DATA SHOWN START
//! Manifests and the local manifest builder

use ferrosync_types::{ContentDigest, Error, Fingerprint, RelativePath, Result};
use std::collections::BTreeMap;
use std::fmt;
use std::fs::File;
use std::io::{self, BufReader};
use std::path::{Path, PathBuf};
use tracing::{debug, info, warn};
use walkdir::WalkDir;

/// Relative path to fingerprint mapping for one side of a sync pass
///
/// Iteration is in lexicographic path order.
#[derive(Debug, Clone, Default, PartialEq, Eq)]
pub struct Manifest {
    entries: BTreeMap<RelativePath, Fingerprint>,
}

impl Manifest {
    /// Create an empty manifest
    pub fn new() -> Self {
        Self::default()
    }

    /// Insert or replace an entry
    pub fn insert(&mut self, path: RelativePath, fingerprint: Fingerprint) -> Option<Fingerprint> {
        self.entries.insert(path, fingerprint)
    }

    /// Fingerprint recorded for `path`
    pub fn get(&self, path: &str) -> Option<&Fingerprint> {
        self.entries.get(path)
    }

    /// Whether `path` is present
    pub fn contains(&self, path: &str) -> bool {
        self.entries.contains_key(path)
    }

    /// Number of entries
    pub fn len(&self) -> usize {
        self.entries.len()
    }

    /// Whether the manifest has no entries
    pub fn is_empty(&self) -> bool {
        self.entries.is_empty()
    }

    /// Entries in path order
    pub fn iter(&self) -> impl Iterator<Item = (&RelativePath, &Fingerprint)> {
        self.entries.iter()
    }

    /// Paths in order
    pub fn paths(&self) -> impl Iterator<Item = &RelativePath> {
        self.entries.keys()
    }
}

impl FromIterator<(RelativePath, Fingerprint)> for Manifest {
    fn from_iter<I: IntoIterator<Item = (RelativePath, Fingerprint)>>(iter: I) -> Self {
        Self {
            entries: iter.into_iter().collect(),
        }
    }
}

impl<'a> IntoIterator for &'a Manifest {
    type Item = (&'a RelativePath, &'a Fingerprint);
    type IntoIter = std::collections::btree_map::Iter<'a, RelativePath, Fingerprint>;

    fn into_iter(self) -> Self::IntoIter {
        self.entries.iter()
    }
}

/// An entry that could not be added to a manifest
#[derive(Debug, Clone, PartialEq, Eq)]
pub struct ScanFailure {
    /// Path relative to the scanned root when known, otherwise as found
    pub path: String,
    /// What went wrong
    pub message: String,
    /// Whether a whole directory could not be listed
    pub directory: bool,
}

impl ScanFailure {
    /// Create a failure for a single entry
    pub fn new(path: impl Into<String>, message: impl Into<String>) -> Self {
        Self {
            path: path.into(),
            message: message.into(),
            directory: false,
        }
    }

    /// Create a failure for a directory whose contents are unknown
    ///
    /// An empty path stands for the scanned root.
    pub fn directory(path: impl Into<String>, message: impl Into<String>) -> Self {
        Self {
            directory: true,
            ..Self::new(path, message)
        }
    }

    /// Whether `path` may exist on this side without having been scanned
    pub fn covers(&self, path: &str) -> bool {
        if !self.directory {
            return self.path == path;
        }
        self.path.is_empty()
            || path == self.path
            || path
                .strip_prefix(self.path.as_str())
                .is_some_and(|rest| rest.starts_with('/'))
    }
}

impl fmt::Display for ScanFailure {
    fn fmt(&self, f: &mut fmt::Formatter<'_>) -> fmt::Result {
        write!(f, "{}: {}", self.path, self.message)
    }
}

/// A manifest together with the entries that could not be scanned
#[derive(Debug, Clone, Default)]
pub struct ScanOutcome {
    /// Entries that were fingerprinted
    pub manifest: Manifest,
    /// Entries that were skipped because of an error
    pub failures: Vec<ScanFailure>,
}

/// Walks a local directory and fingerprints every regular file
///
/// Symbolic links are skipped unless [`follow_symlinks`](Self::follow_symlinks)
/// is set, in which case walkdir's loop detection applies.
#[derive(Debug, Clone, Copy, Default)]
pub struct LocalManifestBuilder {
    follow_symlinks: bool,
}

impl LocalManifestBuilder {
    /// Create a builder that skips symbolic links
    pub fn new() -> Self {
        Self::default()
    }

    /// Follow symbolic links
    pub fn follow_symlinks(mut self, follow: bool) -> Self {
        self.follow_symlinks = follow;
        self
    }

    /// Scan `root` on the blocking thread pool
    ///
    /// Fails only when `root` itself cannot be read; individual files that
    /// cannot be hashed are reported in [`ScanOutcome::failures`].
    pub async fn build(&self, root: &Path) -> Result<ScanOutcome> {
        let root = root.to_path_buf();
        let follow_symlinks = self.follow_symlinks;

        tokio::task::spawn_blocking(move || scan_local(&root, follow_symlinks))
            .await
            .map_err(|e| Error::other(format!("local scan task failed: {}", e)))?
    }
}

/// Check that `root` is an accessible directory
pub fn check_local_root(root: &Path) -> Result<()> {
    let metadata = std::fs::metadata(root).map_err(|e| match e.kind() {
        io::ErrorKind::NotFound => Error::FileNotFound {
            path: root.to_path_buf(),
        },
        _ => Error::Io {
            message: format!("Failed to access local root '{}': {}", root.display(), e),
        },
    })?;

    if metadata.is_dir() {
        Ok(())
    } else {
        Err(Error::Io {
            message: format!("Local root '{}' is not a directory", root.display()),
        })
    }
}

fn scan_local(root: &Path, follow_symlinks: bool) -> Result<ScanOutcome> {
    check_local_root(root)?;

    let mut outcome = ScanOutcome::default();
    let walker = WalkDir::new(root)
        .follow_links(follow_symlinks)
        .sort_by_file_name();

    for entry in walker {
        let entry = match entry {
            Ok(entry) => entry,
            Err(error) if error.depth() == 0 => {
                return Err(Error::Io {
                    message: format!("Failed to read local root '{}': {}", root.display(), error),
                });
            }
            Err(error) => {
                let failure = entry_failure(root, &error);
                warn!("Skipping unreadable entry {}: {}", failure.path, error);
                outcome.failures.push(failure);
                continue;
            }
        };

        let file_type = entry.file_type();
        if file_type.is_symlink() {
            debug!("Skipping symlink: {}", entry.path().display());
            continue;
        }
        if !file_type.is_file() {
            continue;
        }

        let relative = match RelativePath::from_local(root, entry.path()) {
            Ok(relative) => relative,
            Err(error) => {
                outcome
                    .failures
                    .push(ScanFailure::new(display_relative(root, entry.path()), error.to_string()));
                continue;
            }
        };

        match hash_file(entry.path()) {
            Ok(digest) => {
                outcome.manifest.insert(relative, Fingerprint::Local(digest));
            }
            Err(error) => {
                warn!("Failed to hash {}: {}", entry.path().display(), error);
                outcome
                    .failures
                    .push(ScanFailure::new(relative.as_str(), error.to_string()));
            }
        }
    }

    info!(
        "Scanned {} files in '{}' ({} skipped)",
        outcome.manifest.len(),
        root.display(),
        outcome.failures.len()
    );
    Ok(outcome)
}

/// Classify a walk error; anything that is not known to be a file counts as a directory
fn entry_failure(root: &Path, error: &walkdir::Error) -> ScanFailure {
    let Some(path) = error.path() else {
        return ScanFailure::directory("", error.to_string());
    };
    let relative = display_relative(root, path);
    let is_file = error.loop_ancestor().is_none()
        && std::fs::symlink_metadata(path).is_ok_and(|m| !m.is_dir())
        && !std::fs::metadata(path).is_ok_and(|m| m.is_dir());

    if is_file {
        ScanFailure::new(relative, error.to_string())
    } else {
        ScanFailure::directory(relative, error.to_string())
    }
}

fn hash_file(path: &Path) -> io::Result<ContentDigest> {
    ContentDigest::from_reader(BufReader::new(File::open(path)?))
}

fn display_relative(root: &Path, path: &Path) -> String {
    path.strip_prefix(root)
        .map_or_else(|_| path.to_path_buf(), PathBuf::from)
        .to_string_lossy()
        .replace('\\', "/")
}

#[cfg(test)]
mod tests {
    use super::*;
    use rstest::rstest;
    use tempfile::TempDir;

    fn fixture() -> TempDir {
        let temp_dir = TempDir::new().unwrap();
        std::fs::write(temp_dir.path().join("a.txt"), "hi").unwrap();
        std::fs::create_dir_all(temp_dir.path().join("b/empty")).unwrap();
        std::fs::write(temp_dir.path().join("b/c.txt"), "yo").unwrap();
        temp_dir
    }

    #[tokio::test]
    async fn test_build_local_manifest() {
        let temp_dir = fixture();

        let outcome = LocalManifestBuilder::new()
            .build(temp_dir.path())
            .await
            .unwrap();

        assert!(outcome.failures.is_empty());
        let paths: Vec<_> = outcome.manifest.paths().map(|p| p.as_str()).collect();
        assert_eq!(paths, vec!["a.txt", "b/c.txt"]);
        assert_eq!(
            outcome.manifest.get("b/c.txt").unwrap().to_string(),
            "6d0007e52f7afb7d5a0650b0ffb8a4d1"
        );
    }

    #[tokio::test]
    async fn test_missing_root_fails() {
        let temp_dir = TempDir::new().unwrap();
        let result = LocalManifestBuilder::new()
            .build(&temp_dir.path().join("missing"))
            .await;
        assert!(matches!(result, Err(Error::FileNotFound { .. })));
    }

    #[tokio::test]
    async fn test_file_root_fails() {
        let temp_dir = fixture();
        let result = LocalManifestBuilder::new()
            .build(&temp_dir.path().join("a.txt"))
            .await;
        assert!(matches!(result, Err(Error::Io { .. })));
    }

    #[cfg(unix)]
    #[tokio::test]
    async fn test_symlinks_skipped_by_default() {
        let temp_dir = fixture();
        std::os::unix::fs::symlink(
            temp_dir.path().join("a.txt"),
            temp_dir.path().join("link.txt"),
        )
        .unwrap();

        let skipped = LocalManifestBuilder::new()
            .build(temp_dir.path())
            .await
            .unwrap();
        assert!(!skipped.manifest.contains("link.txt"));

        let followed = LocalManifestBuilder::new()
            .follow_symlinks(true)
            .build(temp_dir.path())
            .await
            .unwrap();
        assert_eq!(
            followed.manifest.get("link.txt"),
            followed.manifest.get("a.txt")
        );
    }

    #[test]
    fn test_scan_failure_display() {
        let failure = ScanFailure::new("b/c.txt", "permission denied");
        assert_eq!(failure.to_string(), "b/c.txt: permission denied");
        assert!(!failure.directory);
    }

    #[rstest]
    #[case("b/c.txt", true)]
    #[case("b/c.txt.bak", false)]
    #[case("b", false)]
    fn test_file_failure_covers_only_itself(#[case] path: &str, #[case] covered: bool) {
        assert_eq!(ScanFailure::new("b/c.txt", "denied").covers(path), covered);
    }

    #[rstest]
    #[case("sub", true)]
    #[case("sub/keep.txt", true)]
    #[case("sub/deep/keep.txt", true)]
    #[case("subway.txt", false)]
    #[case("a.txt", false)]
    fn test_directory_failure_covers_its_subtree(#[case] path: &str, #[case] covered: bool) {
        assert_eq!(ScanFailure::directory("sub", "denied").covers(path), covered);
    }

    #[test]
    fn test_root_failure_covers_everything() {
        let failure = ScanFailure::directory("", "walk failed");
        assert!(failure.covers("a.txt"));
        assert!(failure.covers("b/c.txt"));
    }

    #[cfg(unix)]
    #[tokio::test]
    async fn test_unlistable_directory_is_reported_as_directory() {
        use std::os::unix::fs::PermissionsExt;

        let temp_dir = fixture();
        let locked = temp_dir.path().join("b");
        std::fs::set_permissions(&locked, std::fs::Permissions::from_mode(0o000)).unwrap();
        let listable = std::fs::read_dir(&locked).is_ok();

        let outcome = LocalManifestBuilder::new()
            .build(temp_dir.path())
            .await
            .unwrap();
        std::fs::set_permissions(&locked, std::fs::Permissions::from_mode(0o755)).unwrap();

        if listable {
            assert!(outcome.failures.is_empty());
        } else {
            assert_eq!(outcome.failures.len(), 1);
            assert_eq!(outcome.failures[0].path, "b");
            assert!(outcome.failures[0].directory);
        }
    }
}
DATA SHOWN END
> THE PROBLEM: From the records above, return each line where "PartialEq" occurs.

> TASK SOLUTION:
#[derive(Debug, Clone, Default, PartialEq, Eq)]
#[derive(Debug, Clone, PartialEq, Eq)]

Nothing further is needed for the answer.